How many lines in the entries below include the string "LoginResponse"? Answer with the number only.

======== TASK INPUTS

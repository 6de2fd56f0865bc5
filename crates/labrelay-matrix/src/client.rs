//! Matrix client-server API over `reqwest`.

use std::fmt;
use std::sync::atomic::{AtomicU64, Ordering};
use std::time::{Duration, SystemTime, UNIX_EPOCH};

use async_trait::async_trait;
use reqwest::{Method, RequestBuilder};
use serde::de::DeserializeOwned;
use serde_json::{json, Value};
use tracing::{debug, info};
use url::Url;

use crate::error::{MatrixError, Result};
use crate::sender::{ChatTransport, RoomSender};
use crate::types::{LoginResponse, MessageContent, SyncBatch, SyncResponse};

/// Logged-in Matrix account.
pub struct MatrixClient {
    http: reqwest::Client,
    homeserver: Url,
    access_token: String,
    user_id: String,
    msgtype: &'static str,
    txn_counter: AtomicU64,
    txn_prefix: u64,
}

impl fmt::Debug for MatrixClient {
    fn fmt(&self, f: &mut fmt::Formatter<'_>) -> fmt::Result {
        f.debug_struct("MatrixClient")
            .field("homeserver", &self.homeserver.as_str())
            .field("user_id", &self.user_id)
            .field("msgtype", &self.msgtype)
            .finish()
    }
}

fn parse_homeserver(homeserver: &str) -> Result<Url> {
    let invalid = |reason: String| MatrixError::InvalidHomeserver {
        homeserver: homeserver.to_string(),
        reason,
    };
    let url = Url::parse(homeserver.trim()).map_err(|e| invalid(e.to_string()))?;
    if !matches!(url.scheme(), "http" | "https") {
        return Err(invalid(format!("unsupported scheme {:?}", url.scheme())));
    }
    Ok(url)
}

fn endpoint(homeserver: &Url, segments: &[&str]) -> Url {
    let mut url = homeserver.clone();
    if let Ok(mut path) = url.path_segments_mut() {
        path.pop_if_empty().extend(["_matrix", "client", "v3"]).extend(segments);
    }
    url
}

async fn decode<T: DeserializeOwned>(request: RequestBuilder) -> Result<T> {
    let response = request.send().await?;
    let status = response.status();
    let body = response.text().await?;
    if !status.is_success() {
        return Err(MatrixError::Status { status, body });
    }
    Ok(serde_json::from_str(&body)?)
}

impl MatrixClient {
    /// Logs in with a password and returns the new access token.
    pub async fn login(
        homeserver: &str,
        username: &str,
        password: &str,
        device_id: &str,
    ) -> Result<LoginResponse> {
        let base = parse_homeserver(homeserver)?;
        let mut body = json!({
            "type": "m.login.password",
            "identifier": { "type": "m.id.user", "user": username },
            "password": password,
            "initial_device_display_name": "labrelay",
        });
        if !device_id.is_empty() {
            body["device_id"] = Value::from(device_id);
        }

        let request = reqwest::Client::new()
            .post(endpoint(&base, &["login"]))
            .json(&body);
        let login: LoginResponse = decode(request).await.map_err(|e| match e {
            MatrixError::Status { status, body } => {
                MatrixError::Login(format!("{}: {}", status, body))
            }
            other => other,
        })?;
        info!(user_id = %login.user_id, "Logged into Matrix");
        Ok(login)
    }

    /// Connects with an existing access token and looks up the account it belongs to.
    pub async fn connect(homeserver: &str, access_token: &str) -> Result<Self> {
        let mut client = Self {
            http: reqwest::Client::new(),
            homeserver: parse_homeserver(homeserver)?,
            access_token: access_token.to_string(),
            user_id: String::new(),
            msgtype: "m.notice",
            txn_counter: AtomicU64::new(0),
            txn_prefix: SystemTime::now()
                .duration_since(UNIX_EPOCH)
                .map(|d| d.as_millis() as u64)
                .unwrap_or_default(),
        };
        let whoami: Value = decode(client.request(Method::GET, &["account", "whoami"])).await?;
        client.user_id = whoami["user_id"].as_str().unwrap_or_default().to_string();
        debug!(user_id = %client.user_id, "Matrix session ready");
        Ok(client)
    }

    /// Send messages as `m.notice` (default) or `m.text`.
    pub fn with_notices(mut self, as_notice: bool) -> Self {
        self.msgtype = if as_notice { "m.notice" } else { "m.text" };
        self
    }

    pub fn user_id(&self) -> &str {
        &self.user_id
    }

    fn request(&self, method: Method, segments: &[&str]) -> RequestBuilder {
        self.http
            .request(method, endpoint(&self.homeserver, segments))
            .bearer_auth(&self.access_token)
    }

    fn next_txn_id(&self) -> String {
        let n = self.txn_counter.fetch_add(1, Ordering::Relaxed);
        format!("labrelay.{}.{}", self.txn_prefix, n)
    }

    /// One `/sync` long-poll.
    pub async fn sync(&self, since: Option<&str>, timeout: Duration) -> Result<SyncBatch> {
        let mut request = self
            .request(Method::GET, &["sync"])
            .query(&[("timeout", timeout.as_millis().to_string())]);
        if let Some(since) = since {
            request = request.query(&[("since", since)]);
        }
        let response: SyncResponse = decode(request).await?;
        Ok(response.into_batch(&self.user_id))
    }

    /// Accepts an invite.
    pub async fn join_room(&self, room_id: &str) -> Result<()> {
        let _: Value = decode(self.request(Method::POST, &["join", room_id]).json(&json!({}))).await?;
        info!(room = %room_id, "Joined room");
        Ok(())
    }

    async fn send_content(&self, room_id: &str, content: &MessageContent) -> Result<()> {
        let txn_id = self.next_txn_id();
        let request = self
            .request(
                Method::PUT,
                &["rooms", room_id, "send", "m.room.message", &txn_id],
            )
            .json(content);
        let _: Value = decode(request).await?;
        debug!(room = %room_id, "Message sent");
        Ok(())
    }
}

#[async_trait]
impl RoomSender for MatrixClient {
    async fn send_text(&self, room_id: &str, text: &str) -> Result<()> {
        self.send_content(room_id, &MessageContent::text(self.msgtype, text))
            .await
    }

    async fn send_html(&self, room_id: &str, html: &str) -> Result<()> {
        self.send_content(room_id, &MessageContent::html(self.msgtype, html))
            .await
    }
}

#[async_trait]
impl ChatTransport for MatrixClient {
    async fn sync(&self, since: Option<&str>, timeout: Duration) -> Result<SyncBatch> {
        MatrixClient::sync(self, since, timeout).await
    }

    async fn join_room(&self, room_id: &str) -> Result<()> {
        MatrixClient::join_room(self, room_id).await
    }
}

================
======== TASK INPUTS

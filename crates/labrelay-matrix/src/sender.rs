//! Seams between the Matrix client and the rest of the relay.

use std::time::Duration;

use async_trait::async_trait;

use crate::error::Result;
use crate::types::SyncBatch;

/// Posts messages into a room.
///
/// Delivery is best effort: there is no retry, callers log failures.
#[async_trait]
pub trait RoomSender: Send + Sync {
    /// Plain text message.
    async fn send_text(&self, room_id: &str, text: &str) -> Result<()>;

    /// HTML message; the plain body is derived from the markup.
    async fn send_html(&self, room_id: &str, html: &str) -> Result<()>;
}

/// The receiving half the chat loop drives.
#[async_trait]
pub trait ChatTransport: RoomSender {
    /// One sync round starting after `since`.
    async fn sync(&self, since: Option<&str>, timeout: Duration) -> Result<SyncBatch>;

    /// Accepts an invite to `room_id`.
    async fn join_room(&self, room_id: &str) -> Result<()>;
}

================

SOLUTION BELOW:
3